This experience was not like that. Instead it left me disturbed. When the hypnotist asked me to look at my feet and tell him what I saw, my first reaction was not “Oh, yeah,” but “Noooo…”

I had not expected to see myself in the SS. Far from it. I grew up in the U.S., and the war coverage I had seen was always told from the American side. I had not yet seen the movie “Das Boot,” which looks at the war from the perspective of a German U-boat; thus, I had never watched a movie or read a book that evoked sympathy for the Germans. Now I was seeing myself as a Nazi. And not just a Nazi, but a low-level member of its military elite. Seeing those boots on my feet was genuinely chilling; if the hypnotist had not gently prodded me to accept what I saw and let it unfold, I might have come out of the hypnosis right then.

So the hypnosis had not given me the satisfaction I sought – it had not shown me a life as a brilliant artist, a great lover or a beneficent king. It had shown me a life in which I was a member of one of the cruelest organizations in human history.

Not a hero, not vivid

Moreover, I couldn’t see myself as a hero at any point. Certainly I was glad to see myself abandon the service and its uniform, but I also knew, both during the session and afterward, that I had done nothing to prevent the organization’s great crimes. All I had done was to choose not to participate myself. A good move, to be sure – but hardly one to brag about. For I knew what was happening – I knew the mission – and I did not seek to thwart it. Again, had the hypnotic session been the fulfillment of a wish, I would have expected to see myself display a more active heroism.

And I had been lonely the entire time. I saw no evidence of romantic love in my past life, or even unromantic sex. There may have been some of each, but if so, it must not have been terribly significant.
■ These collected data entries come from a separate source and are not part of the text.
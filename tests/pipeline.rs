use std::path::PathBuf;

use league_dash::config::DataSource;
use league_dash::demo;
use league_dash::integrity::{IntegrityIssue, IntegrityPolicy, Side};
use league_dash::matches::{RawMatch, TeamRef};
use league_dash::pipeline::{PipelineError, build_dataset, load_dataset};
use league_dash::store::QueryExecutor;
use league_dash::teams::RawTeam;

fn temp_db(name: &str) -> PathBuf {
    let path = std::env::temp_dir().join(format!(
        "league_dash_pipeline_{name}_{}.sqlite",
        std::process::id()
    ));
    let _ = std::fs::remove_file(&path);
    path
}

fn team(id: i64, name: &str, rank: i64) -> RawTeam {
    RawTeam {
        team_id: id,
        team_name: name.to_string(),
        market_value: 1.0,
        rank,
        team: name.to_string(),
        matches: 1,
        wins: 1,
        draws: 0,
        losses: 0,
        goals_for: 2,
        goals_against: 0,
        points: 3,
        xg: 1.5,
        xga: 0.4,
        xpts: 2.4,
    }
}

fn unmapped_match() -> RawMatch {
    RawMatch {
        match_id: 9,
        matchday: 1,
        home_team_id: 99,
        away_team_id: 2,
        home_score: Some(1),
        away_score: Some(0),
        played: true,
    }
}

#[test]
fn demo_database_loads_end_to_end() {
    let path = temp_db("demo");
    demo::seed(&path).expect("seed");
    let executor = QueryExecutor::new(DataSource::Sqlite(path.clone()));

    let data = load_dataset(&executor, IntegrityPolicy::Strict).expect("load");
    assert_eq!(data.teams.len(), 6);
    assert_eq!(data.teams.rows[0].team_name, "Liverpool");
    assert_eq!(data.matches.len(), 15);
    assert!(data.issues.is_empty());
    assert_eq!(data.tables.len(), 2);
    assert_eq!(data.matches.matchdays(), vec![1, 2, 3, 4, 5]);

    let _ = std::fs::remove_file(&path);
}

#[test]
fn missing_database_surfaces_store_error() {
    let executor = QueryExecutor::new(DataSource::Sqlite(temp_db("absent")));
    let err = load_dataset(&executor, IntegrityPolicy::PassThrough).unwrap_err();
    assert!(matches!(err, PipelineError::Store(_)), "{err}");
}

#[test]
fn pass_through_keeps_unmapped_id_and_records_issue() {
    let teams = [team(1, "Arsenal", 1), team(2, "Chelsea", 2)];
    let data = build_dataset(
        &teams,
        &[unmapped_match()],
        Vec::new(),
        IntegrityPolicy::PassThrough,
    )
    .expect("pass-through never rejects");
    assert_eq!(data.matches.rows[0].home_team, TeamRef::Unmapped(99));
    assert_eq!(
        data.issues,
        vec![IntegrityIssue::UnmappedTeam {
            match_id: 9,
            side: Side::Home,
            team_id: 99,
        }]
    );
}

#[test]
fn strict_policy_rejects_unmapped_id() {
    let teams = [team(1, "Arsenal", 1), team(2, "Chelsea", 2)];
    let err = build_dataset(&teams, &[unmapped_match()], Vec::new(), IntegrityPolicy::Strict)
        .unwrap_err();
    match err {
        PipelineError::Integrity(inner) => {
            assert_eq!(inner.issues.len(), 1);
            assert!(inner.to_string().contains("team id 99"));
        }
        other => panic!("unexpected error: {other}"),
    }
}

#[test]
fn strict_policy_rejects_duplicate_rank() {
    let teams = [team(1, "Arsenal", 1), team(2, "Chelsea", 1)];
    let err = build_dataset(&teams, &[], Vec::new(), IntegrityPolicy::Strict).unwrap_err();
    let PipelineError::Integrity(inner) = err else {
        panic!("expected integrity error");
    };
    assert!(inner.issues.contains(&IntegrityIssue::DuplicateRank {
        rank: 1,
        teams: vec!["Arsenal".to_string(), "Chelsea".to_string()],
    }));
}

#[test]
fn empty_tables_build_an_empty_dataset() {
    let data = build_dataset(&[], &[], Vec::new(), IntegrityPolicy::Strict).expect("build");
    assert!(data.teams.is_empty());
    assert!(data.matches.is_empty());
}
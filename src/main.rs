use std::io;
use std::time::Duration;

use anyhow::Context;
use crossterm::event::{self, Event, KeyCode, KeyEvent, KeyEventKind};
use crossterm::execute;
use crossterm::terminal::{
    EnterAlternateScreen, LeaveAlternateScreen, disable_raw_mode, enable_raw_mode,
};
use log::{error, info, warn};
use ratatui::layout::{Constraint, Direction, Layout};
use ratatui::prelude::*;
use ratatui::style::{Color, Modifier, Style};
use ratatui::widgets::{Bar, BarChart, BarGroup, Block, Borders, Cell, Clear, Paragraph, Row, Table};

use league_dash::config::AppConfig;
use league_dash::console_log::{self, ConsoleLogger};
use league_dash::dashboard::{
    BarsView, Metric, Page, PageView, Selection, TableView, ViewBlock, render_error, render_page,
};
use league_dash::export;
use league_dash::pipeline::{self, Dataset};
use league_dash::store::QueryExecutor;

const CONSOLE_LINES: usize = 4;

struct App {
    config: AppConfig,
    executor: QueryExecutor,
    logger: &'static ConsoleLogger,
    selection: Selection,
    scroll: usize,
    view: PageView,
    dataset: Option<Dataset>,
    help_overlay: bool,
    should_quit: bool,
}

impl App {
    fn new(config: AppConfig, logger: &'static ConsoleLogger) -> Self {
        let executor = QueryExecutor::new(config.source.clone());
        let mut app = Self {
            config,
            executor,
            logger,
            selection: Selection::default(),
            scroll: 0,
            view: PageView {
                title: String::new(),
                blocks: Vec::new(),
            },
            dataset: None,
            help_overlay: false,
            should_quit: false,
        };
        app.refresh();
        app
    }

    /// Runs the whole pipeline again and re-renders the current page.
    fn refresh(&mut self) {
        match pipeline::load_dataset(&self.executor, self.config.integrity) {
            Ok(data) => {
                self.view = render_page(&self.selection, &data);
                self.dataset = Some(data);
            }
            Err(err) => {
                let err = anyhow::Error::new(err)
                    .context(format!("loading from {}", self.executor.source().label()));
                error!("{err:#}");
                self.view = render_error(&err);
                self.dataset = None;
            }
        }
    }

    fn on_key(&mut self, key: KeyEvent) {
        match key.code {
            KeyCode::Char('q') => {
                self.should_quit = true;
                return;
            }
            KeyCode::Char('?') => {
                self.help_overlay = !self.help_overlay;
                return;
            }
            KeyCode::Char('j') | KeyCode::Down => {
                self.scroll = self.scroll.saturating_add(1);
                return;
            }
            KeyCode::Char('k') | KeyCode::Up => {
                self.scroll = self.scroll.saturating_sub(1);
                return;
            }
            KeyCode::Char(c @ '1'..='6') => {
                let idx = c as usize - '1' as usize;
                self.set_page(Page::ALL[idx]);
            }
            KeyCode::Tab => self.set_page(self.selection.page.next()),
            KeyCode::Char('s') => self.selection.sort_column = self.selection.sort_column.next(),
            KeyCode::Char('S') => self.selection.sort_column = self.selection.sort_column.prev(),
            KeyCode::Char('o') => {
                self.selection.sort_direction = self.selection.sort_direction.toggle()
            }
            KeyCode::Char('a') => self.cycle_team(TeamSlot::A, true),
            KeyCode::Char('A') => self.cycle_team(TeamSlot::A, false),
            KeyCode::Char('b') => self.cycle_team(TeamSlot::B, true),
            KeyCode::Char('B') => self.cycle_team(TeamSlot::B, false),
            KeyCode::Char('m') => self.cycle_matchday(true),
            KeyCode::Char('M') => self.cycle_matchday(false),
            KeyCode::Char('r') => info!("reload requested"),
            KeyCode::Char('e') => {
                self.export();
                return;
            }
            _ => return,
        }
        self.refresh();
    }

    fn set_page(&mut self, page: Page) {
        if self.selection.page != page {
            self.scroll = 0;
        }
        self.selection.page = page;
    }

    fn cycle_team(&mut self, slot: TeamSlot, forward: bool) {
        let Some(data) = &self.dataset else {
            warn!("no teams loaded");
            return;
        };
        let names = data.teams.names();
        if names.is_empty() {
            return;
        }
        let current = match slot {
            TeamSlot::A => self.selection.team_a.as_deref(),
            TeamSlot::B => self.selection.team_b.as_deref(),
        };
        let default_idx = match slot {
            TeamSlot::A => 0,
            TeamSlot::B => 1.min(names.len() - 1),
        };
        let idx = current
            .and_then(|name| names.iter().position(|n| *n == name))
            .unwrap_or(default_idx);
        let next = if forward {
            (idx + 1) % names.len()
        } else {
            (idx + names.len() - 1) % names.len()
        };
        let picked = Some(names[next].to_string());
        match slot {
            TeamSlot::A => self.selection.team_a = picked,
            TeamSlot::B => self.selection.team_b = picked,
        }
    }

    fn cycle_matchday(&mut self, forward: bool) {
        let Some(data) = &self.dataset else {
            return;
        };
        let days = data.matches.matchdays();
        self.selection.matchday = step_matchday(&days, self.selection.matchday, forward);
        self.scroll = 0;
    }

    fn export(&mut self) {
        let Some(data) = &self.dataset else {
            warn!("nothing to export; reload first");
            return;
        };
        let path = &self.config.export_path;
        match export::export_xlsx(data, path) {
            Ok(report) => info!(
                "exported {} teams, {} matches to {}",
                report.teams,
                report.matches,
                path.display()
            ),
            Err(err) => error!("export failed: {err:#}"),
        }
    }
}

#[derive(Clone, Copy)]
enum TeamSlot {
    A,
    B,
}

/// `None` (all matchdays) sits between the last and the first day.
fn step_matchday(days: &[i64], current: Option<i64>, forward: bool) -> Option<i64> {
    if days.is_empty() {
        return None;
    }
    let pos = current.and_then(|day| days.iter().position(|d| *d == day));
    match (pos, forward) {
        (None, true) => days.first().copied(),
        (None, false) => days.last().copied(),
        (Some(i), true) => days.get(i + 1).copied(),
        (Some(0), false) => None,
        (Some(i), false) => days.get(i - 1).copied(),
    }
}

fn main() -> anyhow::Result<()> {
    let _ = dotenvy::from_filename(".env.local");
    let _ = dotenvy::from_filename(".env");

    let logger = console_log::init();
    let config = AppConfig::from_env().context("configuration")?;
    info!("data source: {}", config.source.label());

    enable_raw_mode()?;
    let mut stdout = io::stdout();
    execute!(stdout, EnterAlternateScreen)?;
    let backend = ratatui::backend::CrosstermBackend::new(stdout);
    let mut terminal = ratatui::Terminal::new(backend)?;

    let mut app = App::new(config, logger);
    let res = run_app(&mut terminal, &mut app);

    disable_raw_mode()?;
    execute!(terminal.backend_mut(), LeaveAlternateScreen)?;
    terminal.show_cursor()?;

    if let Err(err) = res {
        eprintln!("error: {err}");
    }
    Ok(())
}

fn run_app<B: Backend>(terminal: &mut Terminal<B>, app: &mut App) -> io::Result<()> {
    let tick_rate = Duration::from_millis(250);
    loop {
        terminal.draw(|f| ui(f, app))?;

        if event::poll(tick_rate)? {
            if let Event::Key(key) = event::read()? {
                if key.kind == KeyEventKind::Press {
                    app.on_key(key);
                }
            }
        }

        if app.should_quit {
            return Ok(());
        }
    }
}

fn ui(frame: &mut Frame, app: &App) {
    let chunks = Layout::default()
        .direction(Direction::Vertical)
        .constraints([
            Constraint::Length(2),
            Constraint::Min(1),
            Constraint::Length(CONSOLE_LINES as u16 + 2),
            Constraint::Length(2),
        ])
        .split(frame.size());

    let header = Paragraph::new(header_text(app))
        .style(Style::default().add_modifier(Modifier::BOLD))
        .block(Block::default().borders(Borders::BOTTOM));
    frame.render_widget(header, chunks[0]);

    let columns = Layout::default()
        .direction(Direction::Horizontal)
        .constraints([Constraint::Length(14), Constraint::Min(1)])
        .split(chunks[1]);
    render_sidebar(frame, columns[0], app.selection.page);
    render_view(frame, columns[1], &app.view, app.scroll);

    let console = Paragraph::new(console_text(app.logger))
        .block(Block::default().title("Console").borders(Borders::ALL));
    frame.render_widget(console, chunks[2]);

    let footer = Paragraph::new(
        "1-6/Tab Page | s/S Sort | o Order | a/A b/B Teams | m/M Matchday | j/k Scroll | r Reload | e Export | ? Help | q Quit",
    )
    .block(Block::default().borders(Borders::TOP));
    frame.render_widget(footer, chunks[3]);

    if app.help_overlay {
        render_help_overlay(frame, frame.size());
    }
}

fn header_text(app: &App) -> String {
    format!(
        "LEAGUE DASHBOARD | {} | {}",
        app.view.title,
        app.executor.source().label()
    )
}

fn render_sidebar(frame: &mut Frame, area: Rect, current: Page) {
    let lines: Vec<Line> = Page::ALL
        .iter()
        .enumerate()
        .map(|(i, page)| {
            let text = format!("{} {}", i + 1, page.label());
            if *page == current {
                Line::styled(
                    text,
                    Style::default().fg(Color::Black).bg(Color::Cyan),
                )
            } else {
                Line::raw(text)
            }
        })
        .collect();
    let sidebar = Paragraph::new(lines).block(Block::default().title("Pages").borders(Borders::ALL));
    frame.render_widget(sidebar, area);
}
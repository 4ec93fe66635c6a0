mod inspect;
mod run;

use std::path::PathBuf;

use clap::{Parser, Subcommand};

use ritmo_config::{ConfigError, RitmoConfig};

#[derive(Parser)]
#[command(name = "ritmo", about = "Recurring task scheduler and background-service daemon")]
struct Cli {
    /// Config file path (defaults to ~/.ritmo/config.json5)
    #[arg(short, long, global = true)]
    config: Option<PathBuf>,

    #[command(subcommand)]
    command: Commands,
}

#[derive(Subcommand)]
enum Commands {
    /// Run the scheduler and background services
    Run,
    /// Write a starter config file
    Init {
        /// Overwrite an existing config file
        #[arg(long)]
        force: bool,
    },
    /// List configured tasks and their next run times
    Tasks,
    /// Show recent run history from the ledger
    History {
        /// Only show runs of this task
        #[arg(long)]
        task: Option<String>,

        /// Maximum number of records
        #[arg(long, default_value_t = 20)]
        limit: usize,
    },
    /// Execute one configured task immediately
    RunTask {
        /// Task id from the config file
        id: String,
    },
    /// Check configuration and credential availability
    Check,
}

/// Load config from the override path or the default location.
fn load_config(path: &Option<PathBuf>) -> Result<RitmoConfig, ConfigError> {
    match path {
        Some(path) => {
            let _ = dotenvy::dotenv();
            ritmo_config::load_config_from(path)
        }
        None => ritmo_config::load_config(),
    }
}

fn main() -> anyhow::Result<()> {
    // Initialize tracing
    tracing_subscriber::fmt()
        .with_env_filter(
            tracing_subscriber::EnvFilter::try_from_default_env()
                .unwrap_or_else(|_| tracing_subscriber::EnvFilter::new("info")),
        )
        .init();

    let cli = Cli::parse();

    match cli.command {
        Commands::Run => {
            let rt = tokio::runtime::Runtime::new()?;
            rt.block_on(run::run_daemon(&cli.config))?;
        }
        Commands::Init { force } => inspect::write_initial_config(&cli.config, force)?,
        Commands::Tasks => inspect::list_tasks(&cli.config)?,
        Commands::History { task, limit } => {
            let rt = tokio::runtime::Runtime::new()?;
            rt.block_on(inspect::show_history(task, limit))?;
        }
        Commands::RunTask { id } => {
            let rt = tokio::runtime::Runtime::new()?;
            rt.block_on(run::run_single_task(&cli.config, &id))?;
        }
        Commands::Check => inspect::check(&cli.config)?,
    }

    Ok(())
}
//! Daemon wiring: registry, scheduler loop and service orchestration.

use std::path::PathBuf;
use std::sync::Arc;
use std::time::Duration;

use anyhow::Context;
use tracing::{info, warn};

use ritmo_ledger::{RunStore, SqliteRunStore};
use ritmo_scheduler::{CommandHandler, Executor, SchedulerLoop, TaskRegistry};
use ritmo_services::{
    ServiceOrchestrator, calendar_sync_service, cleanup_service, enrichment_service,
};

/// Run the scheduler daemon until ctrl-c.
pub async fn run_daemon(config_path: &Option<PathBuf>) -> anyhow::Result<()> {
    let config = crate::load_config(config_path)?;
    let ledger = open_ledger()?;

    // Scheduled tasks.
    let registry = Arc::new(TaskRegistry::new());
    for (id, spec) in &config.tasks {
        let handler = Arc::new(CommandHandler::new(spec.command.clone()));
        registry.register(id, spec, handler).await;
    }

    let timing = &config.scheduler;
    let executor = Arc::new(Executor::new(
        registry.clone(),
        ledger.clone(),
        Duration::from_secs(timing.cooldown_secs),
    ));
    let scheduler = Arc::new(SchedulerLoop::new(
        registry.clone(),
        executor,
        ledger.clone(),
        Duration::from_secs(timing.tick_secs),
        Duration::from_secs(timing.settle_secs),
    ));
    scheduler.start().await?;

    // Background services.
    let orchestrator = ServiceOrchestrator::new(Arc::new(ritmo_config::has_credentials));
    let services = &config.services;
    orchestrator
        .register(
            Arc::new(cleanup_service(
                &services.cleanup,
                Arc::new(CommandHandler::new(services.cleanup.command.clone())),
            )),
            services.cleanup.enabled,
        )
        .await;
    orchestrator
        .register(
            Arc::new(calendar_sync_service(
                &services.calendar_sync,
                Arc::new(CommandHandler::new(services.calendar_sync.command.clone())),
            )),
            services.calendar_sync.enabled,
        )
        .await;
    orchestrator
        .register(
            Arc::new(enrichment_service(
                &services.enrichment,
                Arc::new(CommandHandler::new(services.enrichment.command.clone())),
            )),
            services.enrichment.enabled,
        )
        .await;

    let report = orchestrator.initialize().await;
    info!(
        started = report.started.len(),
        failed = report.failed.len(),
        tasks = config.tasks.len(),
        "ritmo daemon running; press ctrl-c to stop"
    );
    for error in &report.errors {
        warn!("{error}");
    }

    tokio::signal::ctrl_c()
        .await
        .context("failed to listen for ctrl-c")?;

    info!("Shutting down");
    scheduler.stop().await;
    orchestrator.shutdown().await;
    Ok(())
}

/// Execute one configured task immediately, bypassing its schedule.
pub async fn run_single_task(config_path: &Option<PathBuf>, id: &str) -> anyhow::Result<()> {
    let config = crate::load_config(config_path)?;
    let Some(spec) = config.tasks.get(id) else {
        anyhow::bail!("no such task in config: {id}");
    };
    if spec.command.is_empty() {
        anyhow::bail!("task {id} has no command configured");
    }

    let ledger = open_ledger()?;
    let registry = Arc::new(TaskRegistry::new());
    registry
        .register(id, spec, Arc::new(CommandHandler::new(spec.command.clone())))
        .await;
    let executor = Executor::new(
        registry.clone(),
        ledger,
        Duration::from_secs(config.scheduler.cooldown_secs),
    );

    let outcome = executor.execute(id).await?;
    println!("{id}: {outcome}");
    if let Some(def) = registry.get(id).await {
        if let Some(message) = def.last_message {
            println!("  {message}");
        }
    }
    Ok(())
}

/// Open the durable ledger, degrading to an in-memory one when the
/// database cannot be opened.
fn open_ledger() -> anyhow::Result<Arc<dyn RunStore>> {
    match ritmo_config::ensure_config_dir() {
        Ok(_) => match ritmo_config::ledger_db_path() {
            Ok(db_path) => match SqliteRunStore::open(&db_path) {
                Ok(store) => return Ok(Arc::new(store)),
                Err(e) => warn!("Failed to open run ledger, falling back to in-memory: {e}"),
            },
            Err(e) => warn!("Failed to resolve ledger path, using in-memory ledger: {e}"),
        },
        Err(e) => warn!("Failed to resolve config dir, using in-memory ledger: {e}"),
    }
    Ok(Arc::new(SqliteRunStore::open_in_memory()?))
}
So – the experience was not as vivid as I hoped it would be. I did not smell any smells, did not feel certain that the scenes in my imagination were actual memories. Nonetheless, because the scenes fulfilled no fantasies of luxury or heroism, or even romantic love, I found it more credible than I otherwise might have.

In addition, the way the ‘life’ unfolded, under the hypnotist’s guidance, was interesting. It had not moved the way a dream moves. The sequence of scenes made sense – events followed logically from what had come before – and there were no bizarre figures or inexplicable backdrops such as we find in dreams. The ordinariness of the images gave them gravity, the way a black-and-white movie can seem somehow more real than a well-lit, full-color extravaganza.

Other elements made sense, too. For as long as I can remember, I have been suspicious of large groups. Religious organizations, political parties, fraternities, even sports teams make me a little leery. Possibly, that stems from a life in which I saw the darkest side of group cohesion.

In addition, I have no fantasies of being the boss. I’ve always thought it was because I don’t want the responsibility. Now it occurred to me that there might be another reason: Maybe I don’t want the visibility, either. Maybe I had already seen the potential benefits of keeping a low profile – it’s easier to walk away unnoticed. Maybe I want to be able to cut and run with little trouble, in case the organization becomes poisonous.

I was not born Jewish in this life, but was raised by a mother who believes that the Jews are God’s chosen people. Jewish people have played large and benevolent roles in my life, from my father’s boss to childhood friends to friends and roommates in college and beyond. And some part of me may have generalized what I learned as a defecting SS member – I was raised to despise prejudice, and that lesson has stuck even as other lessons have faded.

I had also been given more educational opportunities than most people. A wealthy great-uncle had paid for me to go to a boarding school for high school. I knew that most people received no such opportunity, and felt some guilt for it; it didn’t seem fair.

Now I wondered – was I given this family and education in part as a reward for the character I showed last time out?

Hard to say.

Of course, it was also possible that my brain had produced this story to fit my background. Maybe, in the guilt I felt about those educational opportunities, my unconscious had created a persona that could explain them: I had been assigned an evil job in a previous life, and because I had refused it, the life I have now is something I can appreciate without guilt. And the affinity I feel for Jewish people, and my resistance to groups like fraternities – these things, too, can be explained. And the loneliness that I felt in my life – this was not new. And my concave chest: Rather than the product of a simple, meaningless birth defect, perhaps it was the result of a decades-ago kick from a horse.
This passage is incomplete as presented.